Dmytro Bulatov, 35, a member of Automaidan, a group of car owners that has taken part in the protests against Yanukovych, vanished Jan. 22. Bulatov was discovered outside Kiev on Thursday.

He said his kidnappers beat him severely, drove nails into his hands, sliced off a piece of ear and cut his face. He said he was kept in the dark all the time and could not identify the kidnappers. After more than a week of beatings, they eventually dumped him in a forest.

"They crucified me, they nailed down my hands. They cut off my ear, they cut my face. There isn't a spot on my body that hasn't been beaten," Bulatov said on Channel 5 television. "Thank God, I am alive."

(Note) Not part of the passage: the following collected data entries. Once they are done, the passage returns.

//! Analysis session
//!
//! An [`Analyzer`] owns the configuration, the transaction store and the
//! statistics of one capture session. Independent captures need independent
//! analyzers; nothing is shared between them.

use crate::config::AnalyzerConfig;
use crate::correlation::{CorrelationInput, CorrelationStore, PerFrameResult};
use crate::error::Result;
use crate::message::{dissect, Dissection, SipMessage};
use crate::registration::{summarize_registration, RegistrationSummary};
use crate::stats::{SipStats, SipSummary};
use crate::types::{FrameId, FrameInfo, Transport};
use serde::Serialize;
use tracing::debug;

/// Everything learned about one message of a frame
#[derive(Debug, Clone, PartialEq, Eq, Serialize)]
pub struct MessageAnalysis {
    /// Position of the message within its frame
    pub index: u16,
    pub message: SipMessage,
    /// `None` when the message did not take part in correlation
    pub correlation: Option<PerFrameResult>,
    pub registration: Option<RegistrationSummary>,
    /// Not produced for messages inside error indications
    pub summary: Option<SipSummary>,
}

/// Result of analysing one frame
#[derive(Debug, Clone, PartialEq, Eq, Serialize)]
pub struct Analysis {
    pub frame: FrameId,
    pub messages: Vec<MessageAnalysis>,
    /// Bytes of the buffer accounted for by messages or continuation data
    pub consumed: usize,
    /// Set when the stream must be extended; the value is the offset where
    /// the incomplete message starts
    pub need_more_data: Option<usize>,
    /// The buffer does not start with a SIP message
    pub not_sip: bool,
}

impl Analysis {
    fn new(frame: FrameId) -> Self {
        Self {
            frame,
            messages: Vec::new(),
            consumed: 0,
            need_more_data: None,
            not_sip: false,
        }
    }

    pub fn is_sip(&self) -> bool {
        !self.not_sip
    }

    pub fn to_json(&self) -> Result<String> {
        Ok(serde_json::to_string(self)?)
    }
}

/// Dissects frames, correlates their messages and feeds the statistics sink
#[derive(Debug, Clone)]
pub struct Analyzer {
    config: AnalyzerConfig,
    store: CorrelationStore,
    stats: SipStats,
}

impl Default for Analyzer {
    fn default() -> Self {
        Self::new(AnalyzerConfig::default())
    }
}

impl Analyzer {
    pub fn new(config: AnalyzerConfig) -> Self {
        let store = CorrelationStore::new(&config);
        Self {
            config,
            store,
            stats: SipStats::new(),
        }
    }

    pub fn config(&self) -> &AnalyzerConfig {
        &self.config
    }

    pub fn store(&self) -> &CorrelationStore {
        &self.store
    }

    pub fn stats(&self) -> &SipStats {
        &self.stats
    }

    /// Analyse one captured frame.
    ///
    /// Only the first `reported_len` bytes are looked at; a truncated capture
    /// may hand over fewer bytes than that.
    pub fn analyze(&mut self, frame: &FrameInfo, bytes: &[u8], reported_len: usize) -> Analysis {
        let buf = &bytes[..reported_len.min(bytes.len())];
        match frame.transport {
            Transport::Udp | Transport::Sctp => self.analyze_datagram(frame, buf),
            Transport::Tcp | Transport::Tls => self.analyze_segment(frame, buf),
        }
    }

    /// A datagram carries exactly one message
    fn analyze_datagram(&mut self, frame: &FrameInfo, buf: &[u8]) -> Analysis {
        let mut analysis = Analysis::new(frame.id);
        match dissect(buf, 0, frame.transport, &self.config, false) {
            Dissection::Message(message) => {
                analysis.consumed = buf.len();
                let result = self.record(frame, 0, buf, *message);
                analysis.messages.push(result);
            }
            Dissection::NeedMoreData { consumed } => analysis.need_more_data = Some(consumed),
            Dissection::Continuation { consumed } => analysis.consumed = consumed,
            Dissection::NotSip => analysis.not_sip = true,
        }
        analysis
    }

    /// Walk every message of a stream segment.
    ///
    /// Only the first message must start the buffer; text after a complete
    /// message that is not SIP is taken as continuation data. Stops at the
    /// first need-more-data outcome.
    pub fn analyze_segment(&mut self, frame: &FrameInfo, buf: &[u8]) -> Analysis {
        let mut analysis = Analysis::new(frame.id);
        let mut offset = 0;
        let mut index: u16 = 0;

        while offset < buf.len() {
            let first = analysis.messages.is_empty();
            match dissect(buf, offset, frame.transport, &self.config, !first) {
                Dissection::Message(message) => {
                    let end = message.end();
                    let result = self.record(frame, index, buf, *message);
                    analysis.messages.push(result);
                    index = index.saturating_add(1);
                    if end <= offset {
                        break;
                    }
                    offset = end;
                }
                Dissection::Continuation { consumed } => {
                    offset = consumed;
                    break;
                }
                Dissection::NeedMoreData { consumed } => {
                    debug!(frame = %frame.id, offset = consumed, "segment needs more data");
                    analysis.need_more_data = Some(consumed);
                    break;
                }
                Dissection::NotSip => {
                    analysis.not_sip = first;
                    break;
                }
            }
        }

        analysis.consumed = offset;
        analysis
    }

    fn record(&mut self, frame: &FrameInfo, index: u16, buf: &[u8], message: SipMessage) -> MessageAnalysis {
        let correlation = CorrelationInput::from_message(&message)
            .map(|input| self.store.correlate(frame, index, &input));

        let summary = if frame.in_error_packet {
            None
        } else {
            let result = correlation.clone().unwrap_or_default();
            let summary = SipSummary::new(frame.id, index, buf, &message, &result);
            if !frame.visited {
                self.stats.record(&summary);
            }
            Some(summary)
        };

        MessageAnalysis {
            index,
            registration: summarize_registration(&message),
            message,
            correlation,
            summary,
        }
    }

    /// Forget every transaction, memoised result and counter, as when the
    /// capture is reloaded
    pub fn reset(&mut self) {
        self.store.reset();
        self.stats = SipStats::new();
    }
}

#[cfg(test)]
mod tests {
    use super::*;
    use crate::types::Method;
    use chrono::{TimeZone, Utc};

    fn frame(id: u64, transport: Transport) -> FrameInfo {
        FrameInfo::new(
            id,
            transport,
            "10.0.0.1:5060".parse().unwrap(),
            "10.0.0.2:5060".parse().unwrap(),
            Utc.timestamp_opt(1_700_000_000, 0).unwrap(),
        )
    }

    const OPTIONS: &[u8] = b"OPTIONS sip:carol@chicago.com SIP/2.0\r\nCall-ID: opt1\r\nCSeq: 7 OPTIONS\r\nContent-Length: 0\r\n\r\n";

    #[test]
    fn test_datagram() {
        let mut analyzer = Analyzer::default();
        let analysis = analyzer.analyze(&frame(1, Transport::Udp), OPTIONS, OPTIONS.len());
        assert!(analysis.is_sip());
        assert_eq!(analysis.messages.len(), 1);
        let first = &analysis.messages[0];
        assert_eq!(first.message.method(), Some(&Method::Options));
        assert_eq!(first.correlation, Some(PerFrameResult::default()));
        assert_eq!(analyzer.stats().requests["OPTIONS"].count, 1);
    }

    #[test]
    fn test_reported_length_bounds_the_scan() {
        let mut analyzer = Analyzer::default();
        let analysis = analyzer.analyze(&frame(1, Transport::Udp), OPTIONS, 50);
        let message = &analysis.messages[0].message;
        assert!(!message.headers_terminated);
        assert_eq!(message.end(), 50);
    }

    #[test]
    fn test_segment_with_two_messages() {
        let mut segment = OPTIONS.to_vec();
        segment.extend_from_slice(b"SIP/2.0 200 OK\r\nCall-ID: opt1\r\nCSeq: 7 OPTIONS\r\nContent-Length: 0\r\n\r\n");
        let mut analyzer = Analyzer::default();
        let analysis = analyzer.analyze(&frame(3, Transport::Tcp), &segment, segment.len());
        assert_eq!(analysis.messages.len(), 2);
        assert_eq!(analysis.messages[1].index, 1);
        assert_eq!(analysis.consumed, segment.len());
        assert_eq!(analysis.need_more_data, None);
        assert_eq!(analyzer.stats().total_responses(), 1);
    }

    #[test]
    fn test_segment_needing_more_data() {
        let mut segment = OPTIONS.to_vec();
        segment.extend_from_slice(b"SIP/2.0 200 OK\r\nCall-ID: opt1\r\n");
        let mut analyzer = Analyzer::default();
        let analysis = analyzer.analyze(&frame(3, Transport::Tcp), &segment, segment.len());
        assert_eq!(analysis.messages.len(), 1);
        assert_eq!(analysis.need_more_data, Some(OPTIONS.len()));
        assert_eq!(analysis.consumed, OPTIONS.len());
    }

    #[test]
    fn test_not_sip() {
        let mut analyzer = Analyzer::default();
        let analysis = analyzer.analyze(&frame(1, Transport::Tcp), b"GET / HTTP/1.1\r\n\r\n", 18);
        assert!(!analysis.is_sip());
        assert!(analysis.messages.is_empty());
    }

    #[test]
    fn test_error_packet_has_no_summary() {
        let mut analyzer = Analyzer::default();
        let info = frame(1, Transport::Udp).with_error_packet();
        let analysis = analyzer.analyze(&info, OPTIONS, OPTIONS.len());
        assert_eq!(analysis.messages[0].summary, None);
        assert_eq!(analysis.messages[0].correlation, Some(PerFrameResult::default()));
        assert_eq!(analyzer.stats().total_requests(), 0);
    }

    #[test]
    fn test_revisit_does_not_count_twice() {
        let mut analyzer = Analyzer::default();
        let info = frame(1, Transport::Udp);
        analyzer.analyze(&info, OPTIONS, OPTIONS.len());
        let again = analyzer.analyze(&info.revisited(), OPTIONS, OPTIONS.len());
        assert!(again.messages[0].summary.is_some());
        assert_eq!(analyzer.stats().total_requests(), 1);

        analyzer.reset();
        assert!(analyzer.store().is_empty());
        assert_eq!(analyzer.stats().total_requests(), 0);
    }

    #[test]
    fn test_json_output() {
        let mut analyzer = Analyzer::default();
        let analysis = analyzer.analyze(&frame(1, Transport::Udp), OPTIONS, OPTIONS.len());
        let json = analysis.to_json().unwrap();
        assert!(json.contains("\"call_id\":\"opt1\""));
    }
}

Bulatov's face and clothes were covered in clotted blood, his hands were swollen and bore the marks of nails. Opposition leader Petro Poroshenko rushed to the hospital where Bulatov was taken Thursday night.

"Dmytro asked to pass his greetings to everyone and to say that he has not been broken and will not be broken," a grim-looking Poroshenko told Channel 5. "That he is full of energy and despite the fact that his body has been beaten, Dmytro's spirit is strong."

Oleksiy Hrytsenko, Bulatov's friend and fellow activist, said Automaidan members had come under tremendous pressure during the protests with their cars burnt and activists detained, harassed and threatened.

Bulatov disappeared one day after Igor Lutsenko, another prominent opposition activist who had also gone missing, was discovered after being taken to the woods and beaten severely by unknown attackers.Lutsenko was kidnapped from a hospital, where he had brought a fellow protester, Yuri Verbitsky, to be treated for an eye injury. Verbitsky was also beaten severely and was later discovered dead.

The disappearances prompted an outcry from protesters, who accused the government of intimidating the opposition.

European Union foreign policy chief Catherine Ashton issued a statement saying she was "appalled by the obvious signs of prolonged torture and cruel treatment" of Bulatov. She also condemned the death of Verbitsky.

"These are but two cases of the continuous deliberate targeting of organizers and participants of peaceful protests," Ashton said. "All such acts are unacceptable and must immediately be stopped."